- [Records to use]
--------------------------------------------------
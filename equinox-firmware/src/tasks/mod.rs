//! Embassy async tasks
//!
//! Each task runs independently and communicates via channels/signals.

pub mod control;
pub mod motion;
pub mod pps;
pub mod st4;
pub mod storage;

pub use control::{control_task, ControlInputs};
pub use motion::{motion_task, MotionHardware};
pub use pps::pps_task;
pub use st4::{st4_task, St4Pins};
pub use storage::storage_task;
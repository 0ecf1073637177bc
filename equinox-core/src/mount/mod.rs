//! The two execution contexts of the mount
//!
//! [`MotionLoop`] runs at the motion tick and drives the axes;
//! [`Mount`] runs at the control rate and decides what they should do.

pub mod control;
pub mod step_loop;

pub use control::Mount;
pub use step_loop::{MotionLoop, TickInputs};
--------------------------------------------------
- [Your objective] Give the records above again in full, keeping every character unchanged.

- [Answer to the exercise]
filename equinox-firmware/src/tasks/mod.rs
//! Embassy async tasks
//!
//! Each task runs independently and communicates via channels/signals.

pub mod control;
pub mod motion;
pub mod pps;
pub mod st4;
pub mod storage;

pub use control::{control_task, ControlInputs};
pub use motion::{motion_task, MotionHardware};
pub use pps::pps_task;
pub use st4::{st4_task, St4Pins};
pub use storage::storage_task;
repository 0ecf1073637177bc
filename equinox-core/src/mount/mod.rs
//! The two execution contexts of the mount
//!
//! [`MotionLoop`] runs at the motion tick and drives the axes;
//! [`Mount`] runs at the control rate and decides what they should do.

pub mod control;
pub mod step_loop;

pub use control::Mount;
pub use step_loop::{MotionLoop, TickInputs};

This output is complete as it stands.